Science Fair Project Encyclopedia
Muhammed al-Durrah was a twelve-year-old Palestinian boy killed by gunfire on September 30, 2000 at the beginning of the Al-Aqsa Intifada. A French television crew (France 2) near Netzarim junction in the Gaza Strip filmed the boy clutching his father as his father tried to shield him from bullets.
Muhammad al-Durrah left home that morning to accompany his father, Jamal al-Durrah, on a day's outing to shop for a car. On the return trip home, the father and son crossed a main street in the Bureij refugee camp when heavy shooting broke out between Palestinian militiamen and an Israel Defense Force (IDF) outpost near Netzarim junction.

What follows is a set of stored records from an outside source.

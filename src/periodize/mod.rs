//! Periodization of position histories into bases

mod history;
mod loader;
mod periodizer;

pub use history::{PositionHistory, PositionRecord};
pub use loader::{load_positions, load_positions_from_reader};
pub use periodizer::Periodizer;
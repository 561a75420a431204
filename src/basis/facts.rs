//! The fact vocabulary carried by periods and whole bases

use crate::domain::{AgreementId, Kroner, Percentage, PositionId, PremiumStatus, Year};
use crate::wages::PayGrade;
use chrono::NaiveDate;
use serde::{Deserialize, Serialize};

/// Single-valued facts about one basis period
#[derive(Debug, Clone, Default, PartialEq, Eq, Serialize, Deserialize)]
pub struct PeriodFacts {
    pub year: Option<Year>,
    pub agreement: Option<AgreementId>,
    pub employment_percentage: Option<Percentage>,
    pub pay_grade: Option<PayGrade>,
    pub annual_salary: Option<Kroner>,

    /// Synthetic period projecting the last known state to year end
    pub fictional: bool,

    /// Last period of the position's real history
    pub terminal: bool,
}

/// Facts annotated on a basis as a whole
#[derive(Debug, Clone, Default, PartialEq, Eq, Serialize, Deserialize)]
pub struct BasisFacts {
    pub position: Option<PositionId>,
    pub year: Option<Year>,
    pub observation_date: Option<NaiveDate>,
    pub premium_status: Option<PremiumStatus>,
}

Muhammad and Jamal al-Durrah sought sanctuary in vain between a concrete cylinder and a low cinderblock wall as bullets rained down around them for about 45 minutes, of which 27 minutes were filmed.

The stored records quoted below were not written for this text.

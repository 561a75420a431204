//! Month-by-month "as observed on" bases for one annual basis
//!
//! For each month the observation date is the month's last day. A period is
//! visible when it ends on or before that date (open-ended periods are always
//! visible). While the position is still running at the observation date, a
//! fictional period copying the last visible period is appended to carry the
//! known state forward to the end of the year.

use crate::basis::{Basis, BasisPeriod};
use crate::domain::Year;
use crate::error::{Error, Result};
use chrono::NaiveDate;
use std::collections::BTreeSet;

/// Observation bases for months 1 to 12 of `annual`'s year, skipping months
/// before the position started
pub fn observation_bases(annual: &Basis) -> Result<Vec<Basis>> {
    let year = single_year(annual)?;
    let mut bases = Vec::with_capacity(12);
    for month in 1..=12 {
        if let Some(observed) = observe(annual, year, year.month_end(month))? {
            bases.push(observed);
        }
    }
    Ok(bases)
}

fn single_year(annual: &Basis) -> Result<Year> {
    let mut years = BTreeSet::new();
    for period in annual {
        years.insert(period.year()?);
    }
    let mut iter = years.iter();
    match (iter.next(), iter.next()) {
        (Some(year), None) => Ok(*year),
        (None, _) => Err(Error::InvalidState(
            "annual basis has no periods carrying a year".to_string(),
        )),
        (Some(_), Some(_)) => Err(Error::InvalidState(format!(
            "annual basis spans several years: {:?}",
            years.iter().map(|y| y.0).collect::<Vec<_>>()
        ))),
    }
}

fn observe(annual: &Basis, year: Year, date: NaiveDate) -> Result<Option<Basis>> {
    let mut observed = annual.restrict(|p| p.to().map_or(true, |to| to <= date));
    if observed.is_empty() {
        return Ok(None);
    }
    observed.facts.year = Some(year);
    observed.facts.observation_date = Some(date);

    if let Some(fictional) = forward_period(&observed, year, date)? {
        observed.push(fictional)?;
    }
    Ok(Some(observed))
}

/// The fictional `[last.to + 1, Dec 31]` period, unless the observation is
/// at year end or the last visible period ended before the observation date
fn forward_period(visible: &Basis, year: Year, date: NaiveDate) -> Result<Option<BasisPeriod>> {
    if date >= year.last_day() {
        return Ok(None);
    }
    let Some(last) = visible.last() else {
        return Ok(None);
    };
    let Some(to) = last.to() else {
        return Ok(None);
    };
    if to < date {
        return Ok(None);
    }

    let from = to
        .succ_opt()
        .ok_or_else(|| Error::InvalidState(format!("no day follows period {}", last)))?;
    let mut facts = last.facts.clone();
    facts.fictional = true;
    facts.terminal = false;

    let period = BasisPeriod::new(from, Some(year.last_day()))?
        .with_facts(facts)
        .with_couplings(last.couplings.clone());
    Ok(Some(period))
}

"He stayed close to me, clutching me from my back while I was trying to keep him away from the bullets," said his father. "But one bullet hit him in the leg. I started screaming and crying, hoping that the bullets would stop, but to no avail."
Edited television footage showed Jamal al-Durrah waving desperately, shouting, "Don't shoot!" but Muhammad was eventually hit by four bullets and collapsed in his father's arms. Jamal al-Durrah was also shot and suffered critical injuries but survived after receiving emergency surgery in Jordan. He suffered a permanently paralyzed right arm.
"It is the worst nightmare of my life... My son was terrified, he pleaded with me: 'For the love of God protect me, Baba (Dad).'
"I will never forget these words."
An ambulance driver who tried to reach the trapped pair was shot and killed by IDF soldiers. A second ambulance driver was wounded.
The killing was captured on film by Talal Abu Rahma, a freelance Palestinian cameraman working for France 2, and an edited version of the raw footage was shown on France 2 and repeatedly broadcast on Palestinian television and around the world. Though he was not present at the shooting, in his voiceover of the film Charles Enderlin (the reporter in charge of the France 2 crew) stated that Israeli forces had killed the boy. This accusation was widely accepted as fact, and Muhammad al-Durrah's death quickly became a rallying symbol of resistance and rage against Israel. Egypt, Jordan, Tunisia, and Turkey issued postage stamps depicting al-Durrah as a martyr. Egypt re-named the street in front of the Israeli embassy "Muhammad al Durra Street" in his honour, the Palestinian Authority gave the same name to a street in Jericho, and Saddam Hussein similarly named a main thoroughfare in Baghdad "Martyr Mohammed al-Dura Street". The Iranian Ministry of Education developed a website commemorating him, and Sheikh Mohammed, the Crown Prince of Dubai, composed a poem in his honour.
"My son didn't die in vain," said Muhammad's mother, Amal. "This was his sacrifice for our homeland, for Palestine."
The IDF initially stated that it was "probably responsible" for killing Muhammad al-Durrah and expressed sorrow at his death. IDF operations chief Giora Eiland announced that a preliminary investigation revealed that "the shots were apparently fired by Israeli soldiers from the outpost at Netzarim".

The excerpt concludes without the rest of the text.